YES network?  More like the YEESH network!  The Yankees are 0-3...

Friday, April 6, 2012

The other day I wrote how Tucker Max and his publicist, Ryan Holiday, were trying to gain publicity following a failed attempt to donate $500,000 to Planned Parenthood.  A bunch of websites subsequently debated whether Tucker Max was a misogynist. Maybe he is.  Maybe he isn't.

What matters is that I thought the $500,000 amount was bogus from the start.  I'm not naturally a cynical guy, but this is Tucker Max.  Also, his publicist has previously been caught lying about extravagant money deals.

Since then, Max and Holiday both made updates in which they addressed where the charity donations ultimately went.

In an update for his Forbes article, Holiday wrote:  "Ultimately donations were made to a handful of other charities instead."

Tucker Max posted a rant on his website about the whole deal.  Halfway through, in parentheses, he wrote:  "anyway, I found charities who were happy to take it."  So, neither of them specifies how much money was eventually donated, or where it was donated to.

Thursday, April 5, 2012

Alright, I made a screenshot of Baseball Prospectus's ever-changing 2012 predictions.

Last year, I noted how Baseball Prospectus listed the Tampa Bay Rays' playoff chances as 0.0%.  Zero percent.  Of course, the Rays made the playoffs.  I wonder what supposedly impossible things will happen this year?

Already, the Mets are in first place.

Wednesday, April 4, 2012

Tucker Max, the author and the former nemesis of the Massler family, was in some news yesterday.  Tucker's publicist, Ryan Holiday, wrote an opinion piece for Forbes talking about Tucker's unsuccessful efforts to donate $500,000 to Planned Parenthood in exchange for getting a clinic named after him.

Several blogs explained Planned Parenthood's rationale for rejecting the donation, but I think they're missing an important detail:  I don't think that Tucker Max ever tried to donate $500,000 in the first place.  Last November, Ryan Holiday tried to spread a fabricated story about signing a "major" book deal for (allegedly) $500,000.  The Observer soon revealed that it was a hoax with the sole intention of garnering publicity.  They ran some excerpts from Ryan Holiday's book proposal, including this one:

"The press release announcing the sale of this book is the perfect opportunity to create a compelling yet fake spectacle about the book. Relying on the fact that blogs and media outlets simply take for granted whatever is stated in a release, we will state in the press release that the advance given for this book was a spectacular sum."

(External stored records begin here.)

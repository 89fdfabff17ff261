use std::cell::{Ref, RefCell, RefMut};
use std::rc::Rc;
use std::sync::atomic::{AtomicU64, Ordering};

use crate::coords::{Mat4, Quat, Vec3};

use super::geometry::{LineGeometry, MeshGeometry, PointGeometry, TextLabel};
use super::material::Material;

/// Process-unique node identity.
#[derive(Debug, Copy, Clone, Eq, PartialEq, Hash, Ord, PartialOrd)]
pub struct NodeId(u64);

impl NodeId {
    fn next() -> Self {
        static NEXT: AtomicU64 = AtomicU64::new(1);
        NodeId(NEXT.fetch_add(1, Ordering::Relaxed))
    }

    #[inline]
    pub fn get(self) -> u64 {
        self.0
    }
}

/// Local transform: scale, then rotate, then translate.
#[derive(Debug, Copy, Clone, PartialEq)]
pub struct Transform {
    pub position: Vec3,
    pub rotation: Quat,
    pub scale: Vec3,
}

impl Transform {
    pub const IDENTITY: Transform = Transform {
        position: Vec3::ZERO,
        rotation: Quat::IDENTITY,
        scale: Vec3::ONE,
    };

    #[inline]
    pub fn matrix(&self) -> Mat4 {
        Mat4::from_scale_rotation_translation(self.scale, self.rotation, self.position)
    }
}

impl Default for Transform {
    fn default() -> Self {
        Self::IDENTITY
    }
}

/// What a node draws.
#[derive(Debug, Clone, PartialEq)]
pub enum NodeKind {
    /// Draws nothing itself; only its children.
    Group,
    Mesh(MeshGeometry),
    Lines(LineGeometry),
    Points(PointGeometry),
    Text(TextLabel),
}

/// A scene graph node.
#[derive(Debug)]
pub struct Node {
    id: NodeId,
    pub transform: Transform,
    pub kind: NodeKind,
    pub material: Material,
    pub visible: bool,
    pub children: Vec<NodeHandle>,
}

impl Node {
    pub fn new(kind: NodeKind, material: Material) -> Self {
        Self {
            id: NodeId::next(),
            transform: Transform::IDENTITY,
            kind,
            material,
            visible: true,
            children: Vec::new(),
        }
    }

    #[inline]
    pub fn id(&self) -> NodeId {
        self.id
    }
}

/// Shared, single-threaded handle to a [`Node`].
///
/// Cloning the handle shares the node. Equality is identity.
#[derive(Debug, Clone)]
pub struct NodeHandle {
    id: NodeId,
    inner: Rc<RefCell<Node>>,
}

impl NodeHandle {
    pub fn new(node: Node) -> Self {
        Self { id: node.id, inner: Rc::new(RefCell::new(node)) }
    }

    pub fn group(children: Vec<NodeHandle>) -> Self {
        let mut node = Node::new(NodeKind::Group, Material::default());
        node.children = children;
        Self::new(node)
    }

    #[inline]
    pub fn id(&self) -> NodeId {
        self.id
    }

    /// Immutable borrow of the node.
    ///
    /// # Panics
    /// Panics if the node is currently mutably borrowed.
    #[inline]
    pub fn borrow(&self) -> Ref<'_, Node> {
        self.inner.borrow()
    }

    /// Mutable borrow of the node.
    ///
    /// # Panics
    /// Panics if the node is currently borrowed.
    #[inline]
    pub fn borrow_mut(&self) -> RefMut<'_, Node> {
        self.inner.borrow_mut()
    }

    /// Runs `f` against the node and every descendant, depth-first.
    pub fn for_each_mut(&self, f: &mut impl FnMut(&mut Node)) {
        let children = {
            let mut node = self.borrow_mut();
            f(&mut node);
            node.children.clone()
        };
        for child in &children {
            child.for_each_mut(f);
        }
    }
}

impl PartialEq for NodeHandle {
    fn eq(&self, other: &Self) -> bool {
        self.id == other.id
    }
}

impl Eq for NodeHandle {}

#[cfg(test)]
mod tests {
    use super::*;

    #[test]
    fn ids_are_unique_and_shared_by_clones() {
        let a = NodeHandle::group(Vec::new());
        let b = NodeHandle::group(Vec::new());
        assert_ne!(a.id(), b.id());
        assert_eq!(a.clone(), a);
    }

    #[test]
    fn mutation_is_visible_through_clones() {
        let a = NodeHandle::group(Vec::new());
        let alias = a.clone();
        alias.borrow_mut().transform.position = Vec3::X;
        assert_eq!(a.borrow().transform.position, Vec3::X);
    }

    #[test]
    fn for_each_mut_reaches_descendants() {
        let leaf = NodeHandle::group(Vec::new());
        let root = NodeHandle::group(vec![NodeHandle::group(vec![leaf.clone()])]);
        root.for_each_mut(&mut |n| n.visible = false);
        assert!(!leaf.borrow().visible);
    }

    #[test]
    fn transform_applies_scale_before_translation() {
        let t = Transform { position: Vec3::X, scale: Vec3::splat(2.0), ..Transform::IDENTITY };
        assert_eq!(t.matrix().transform_point3(Vec3::Y), Vec3::new(1.0, 2.0, 0.0));
    }
}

So now, Ryan Holiday is trying to start another controversy which coincidentally involves the exact same amount of money.   

I left a comment on the Forbes post asking Holiday about the Observer article, and why his story should be trusted in this case, but the comment was deleted.  (I assume he's the one who deleted it.)  So I left a second comment, and that was deleted, too.

Tuesday, April 3, 2012

I don't usually laugh at random YouTube comments, but I went to find that Gillette "Around the World" commercial, just to make sure it wasn't an actual promotional stunt, and one of the top comments read:

fuck this commercial. shaving on a boat in italy. shut the fuck up the only 
thing that didn't change was my razor fuck you

I think the lack of grammar makes it better.

Monday, April 2, 2012

I had a brilliant entrepreneurial idea:  All the yoga mats I see people carrying around on the streets are a solid color:  Purple or teal or maroon or whatever.  But what if you customized yoga mats with a picture of your choice?  They could be as varied as beach towels--more varied, in fact.  Grandparents could have pictures of their grand-kids.  Guys could put pictures of hot girls on their yoga mat--which would make the hour spent doing yoga far less boring.    

But then I saw that bitch Jennifer Aniston presenting one to Oprah on her show.  So much for that idea:

I'll have to come up with another idea later this week.